## [Data for review]
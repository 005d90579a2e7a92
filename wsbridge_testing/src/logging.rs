use std::sync::{Mutex, MutexGuard, OnceLock, PoisonError};

use logtest::Logger;
use rstest::fixture;

/// Exclusive handle to the process-wide log capture.
///
/// `logtest` installs a global logger, so tests asserting on `log` output
/// serialise through this guard.
pub struct LoggerHandle {
    guard: MutexGuard<'static, Logger>,
}

impl LoggerHandle {
    /// Acquire the capture, draining records left by earlier tests.
    pub fn new() -> Self {
        static LOGGER: OnceLock<Mutex<Logger>> = OnceLock::new();

        let logger = LOGGER.get_or_init(|| Mutex::new(Logger::start()));
        let mut guard = logger.lock().unwrap_or_else(PoisonError::into_inner);
        while guard.pop().is_some() {}

        Self { guard }
    }

    /// Whether any captured record at `level` contains `needle`.
    pub fn contains(&mut self, level: log::Level, needle: &str) -> bool {
        let mut found = false;
        while let Some(record) = self.guard.pop() {
            if record.level() == level && record.args().contains(needle) {
                found = true;
            }
        }
        found
    }
}

impl Default for LoggerHandle {
    fn default() -> Self { Self::new() }
}

impl std::ops::Deref for LoggerHandle {
    type Target = Logger;

    fn deref(&self) -> &Self::Target { &self.guard }
}

impl std::ops::DerefMut for LoggerHandle {
    fn deref_mut(&mut self) -> &mut Self::Target { &mut self.guard }
}

#[allow(
    unused_braces,
    reason = "rustc false positive for single line rstest fixtures"
)]
#[fixture]
pub fn logger() -> LoggerHandle { LoggerHandle::new() }
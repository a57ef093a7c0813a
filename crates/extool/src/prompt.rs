//! Terminal prompts backing the controller.
//!
//! An empty answer to a text prompt, or Esc/q at a list, cancels the
//! operation.

use async_trait::async_trait;
use colored::Colorize;
use dialoguer::theme::ColorfulTheme;
use dialoguer::{Input, Select};
use extool_core::{ChoiceItem, Error, Notice, PromptProvider, Result, TextPrompt};

/// [`PromptProvider`] reading from the controlling terminal.
#[derive(Debug, Default, Clone, Copy)]
pub struct TerminalPrompts;

impl TerminalPrompts {
    pub fn new() -> Self {
        Self
    }
}

fn prompt_error(e: dialoguer::Error) -> Error {
    Error::Prompt(e.to_string())
}

#[async_trait]
impl PromptProvider for TerminalPrompts {
    async fn prompt_text(&self, request: TextPrompt) -> Result<Option<String>> {
        let theme = ColorfulTheme::default();
        let label = request
            .prompt
            .or(request.placeholder)
            .unwrap_or_default();

        let mut input = Input::<String>::with_theme(&theme)
            .with_prompt(label)
            .allow_empty(true);
        if let Some(value) = request.value {
            input = input.with_initial_text(value);
        }

        let answer = input.interact_text().map_err(prompt_error)?;
        Ok(Some(answer))
    }

    async fn prompt_choice(&self, items: Vec<ChoiceItem>) -> Result<Option<ChoiceItem>> {
        let theme = ColorfulTheme::default();
        let rows: Vec<String> = items
            .iter()
            .map(|item| format!("{}  {}", item.label, item.description.dimmed()))
            .collect();

        let index = Select::with_theme(&theme)
            .with_prompt("Select an external tool")
            .items(&rows)
            .default(0)
            .interact_opt()
            .map_err(prompt_error)?;

        Ok(index.and_then(|i| items.into_iter().nth(i)))
    }

    async fn prompt_confirm_choice(&self, message: &str, options: &[&str]) -> Result<Option<String>> {
        let theme = ColorfulTheme::default();

        let index = Select::with_theme(&theme)
            .with_prompt(message)
            .items(options)
            .default(0)
            .interact_opt()
            .map_err(prompt_error)?;

        Ok(index.and_then(|i| options.get(i)).map(|o| o.to_string()))
    }

    fn notify(&self, notice: Notice) {
        match notice {
            Notice::Dispatched { tool, session } => {
                println!("{} Sent '{}' to session {}", "✓".green(), tool, session.cyan());
            }
            Notice::Saved { tool } => {
                println!("{} Saved '{}'", "✓".green(), tool);
            }
            Notice::Removed { tool } => {
                println!("{} Removed '{}'", "✓".green(), tool);
            }
            Notice::NoWorkingDirectory { tool } => {
                eprintln!(
                    "{} Cannot run '{}': no workspace root or active file",
                    "✗".red(),
                    tool
                );
            }
        }
    }
}
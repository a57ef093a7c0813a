//! extool - External tool runner
//!
//! Named shell commands, run in a reusable tmux session from the current
//! workspace.

use anyhow::Result;
use clap::Parser;
use tracing_subscriber::{fmt, prelude::*, EnvFilter};

mod cli;
mod commands;
mod config;
mod prompt;

use cli::{Cli, Commands};

#[tokio::main]
async fn main() -> Result<()> {
    // Logs go to stderr so `list --json` stays parseable
    tracing_subscriber::registry()
        .with(fmt::layer().with_writer(std::io::stderr))
        .with(EnvFilter::from_default_env().add_directive("extool=info".parse()?))
        .init();

    let cli = Cli::parse();

    // Load configuration
    let config = config::Config::load()?;

    // Execute command
    match cli.command {
        Commands::Add { name, command, cwd } => {
            commands::tool::add(name, command, cwd, &config).await
        }
        Commands::Remove { name } => commands::tool::remove(name, &config).await,
        Commands::Update => commands::tool::update(&config).await,
        Commands::Run { name, file, root } => {
            commands::run::execute(name, file, root, &config).await
        }
        Commands::List { json } => commands::tool::list(json, &config).await,
        Commands::Attach => commands::session::attach(&config).await,
        Commands::Kill => commands::session::kill(&config).await,
        Commands::Doctor => commands::doctor::execute(&config).await,
        Commands::Version => {
            println!("extool {}", env!("CARGO_PKG_VERSION"));
            Ok(())
        }
    }
}
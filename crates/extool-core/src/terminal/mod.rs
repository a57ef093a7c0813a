//! Terminal session management.
//!
//! ```text
//!            get_or_create
//!   ABSENT ─────────────────► LIVE ──┐
//!     ▲                              │ get_or_create (same handle)
//!     │          dispose             │
//!     └──────────────────────────────┘
//! ```
//!
//! A session is bound to a working directory when it is created and keeps it
//! for its whole life: later invocations that resolve to another directory
//! reuse the same session and move with `cd` instead. If the session is closed
//! behind the manager's back, the next send fails with
//! [`Error::StaleSession`](crate::Error::StaleSession); nothing is recreated
//! automatically.

pub mod tmux;

use std::collections::HashMap;
use std::fmt;
use std::path::{Path, PathBuf};
use std::sync::Arc;

use serde::{Deserialize, Serialize};
use tracing::{debug, info};

use crate::error::Result;
use crate::scope::normalize_path;

pub use tmux::TmuxBackend;

/// A live interactive shell that accepts command lines.
pub trait Terminal: Send + Sync + fmt::Debug {
    /// Backend-specific identifier (the tmux session name, for instance).
    fn id(&self) -> &str;

    /// Directory the shell started in.
    fn working_directory(&self) -> &Path;

    /// Type `text` into the shell and submit it.
    fn send_text(&self, text: &str) -> Result<()>;

    /// Bring the session to the foreground.
    fn show(&self) -> Result<()>;

    /// Terminate the session.
    fn dispose(&self) -> Result<()>;
}

/// Shared handle to a session. Two handles refer to the same session when
/// `Arc::ptr_eq` holds.
pub type TerminalSession = Arc<dyn Terminal>;

/// What to open.
#[derive(Debug, Clone, PartialEq, Eq)]
pub struct SessionSpec {
    pub name: String,
    pub working_directory: PathBuf,
}

/// Creates sessions.
pub trait TerminalBackend: Send + Sync {
    /// Open a session bound to `spec.working_directory`.
    fn open(&self, spec: &SessionSpec) -> Result<TerminalSession>;

    /// Look up a session that already exists outside this process.
    fn find(&self, _name: &str) -> Result<Option<TerminalSession>> {
        Ok(None)
    }
}

/// How many sessions the manager keeps.
#[derive(Debug, Clone, Copy, Default, PartialEq, Eq, Serialize, Deserialize)]
#[serde(rename_all = "snake_case")]
pub enum SessionPolicy {
    /// One session for everything, bound to the first directory used.
    #[default]
    Shared,
    /// One session per working directory.
    PerDirectory,
}

/// Owns the current terminal session(s).
pub struct SessionManager {
    backend: Arc<dyn TerminalBackend>,
    name: String,
    policy: SessionPolicy,
    current: Option<TerminalSession>,
    by_directory: HashMap<PathBuf, TerminalSession>,
}

impl SessionManager {
    /// Default session name.
    pub const DEFAULT_NAME: &'static str = "external";

    pub fn new(backend: Arc<dyn TerminalBackend>, name: impl Into<String>) -> Self {
        Self {
            backend,
            name: name.into(),
            policy: SessionPolicy::Shared,
            current: None,
            by_directory: HashMap::new(),
        }
    }

    pub fn with_policy(mut self, policy: SessionPolicy) -> Self {
        self.policy = policy;
        self
    }

    pub fn policy(&self) -> SessionPolicy {
        self.policy
    }

    /// Return the live session, or open one bound to `working_directory`.
    pub fn get_or_create(&mut self, working_directory: &Path) -> Result<TerminalSession> {
        match self.policy {
            SessionPolicy::Shared => {
                if let Some(session) = &self.current {
                    debug!("Reusing terminal session {}", session.id());
                    return Ok(session.clone());
                }

                let session = self.open(self.name.clone(), working_directory)?;
                self.current = Some(session.clone());
                Ok(session)
            }
            SessionPolicy::PerDirectory => {
                let key = normalize_path(working_directory);
                if let Some(session) = self.by_directory.get(&key) {
                    debug!("Reusing terminal session {}", session.id());
                    return Ok(session.clone());
                }

                let name = directory_session_name(&self.name, &key);
                let session = self.open(name, &key)?;
                self.by_directory.insert(key, session.clone());
                Ok(session)
            }
        }
    }

    fn open(&self, name: String, working_directory: &Path) -> Result<TerminalSession> {
        let spec = SessionSpec {
            name,
            working_directory: working_directory.to_path_buf(),
        };
        let session = self.backend.open(&spec)?;
        info!(
            "Terminal session {} bound to {}",
            session.id(),
            session.working_directory().display()
        );
        Ok(session)
    }

    /// Take over a session left running by an earlier process, if any.
    ///
    /// Only meaningful for the shared policy; returns the current session
    /// unchanged when one is already live.
    pub fn attach_existing(&mut self) -> Result<Option<TerminalSession>> {
        if let Some(session) = &self.current {
            return Ok(Some(session.clone()));
        }
        if self.policy != SessionPolicy::Shared {
            return Ok(None);
        }

        let found = self.backend.find(&self.name)?;
        if let Some(session) = &found {
            debug!("Attached to existing terminal session {}", session.id());
            self.current = Some(session.clone());
        }
        Ok(found)
    }

    /// Submit one line of text to a session.
    pub fn send(&self, session: &TerminalSession, text: &str) -> Result<()> {
        session.send_text(text)
    }

    /// Bring a session to the foreground.
    pub fn reveal(&self, session: &TerminalSession) -> Result<()> {
        session.show()
    }

    /// The shared session, if one is live.
    pub fn current(&self) -> Option<TerminalSession> {
        self.current.clone()
    }

    pub fn is_live(&self) -> bool {
        self.current.is_some() || !self.by_directory.is_empty()
    }

    /// Terminate every session this manager owns and return to ABSENT.
    ///
    /// All sessions are disposed even if one fails; the first failure is
    /// returned.
    pub fn dispose(&mut self) -> Result<()> {
        let sessions = self
            .current
            .take()
            .into_iter()
            .chain(self.by_directory.drain().map(|(_, s)| s));

        let mut first_error = None;
        for session in sessions {
            debug!("Disposing terminal session {}", session.id());
            if let Err(e) = session.dispose() {
                first_error.get_or_insert(e);
            }
        }

        match first_error {
            Some(e) => Err(e),
            None => Ok(()),
        }
    }
}

/// Session name for the per-directory policy: `<base>-<first 8 hex of md5>`.
fn directory_session_name(base: &str, directory: &Path) -> String {
    let digest = format!("{:x}", md5::compute(directory.to_string_lossy().as_bytes()));
    format!("{}-{}", base, &digest[..8])
}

## [What is needed]
Copy out each line of the records where the word "tests" appears.

## [Answer to this exercise]
/// `logtest` installs a global logger, so tests asserting on `log` output
    /// Acquire the capture, draining records left by earlier tests.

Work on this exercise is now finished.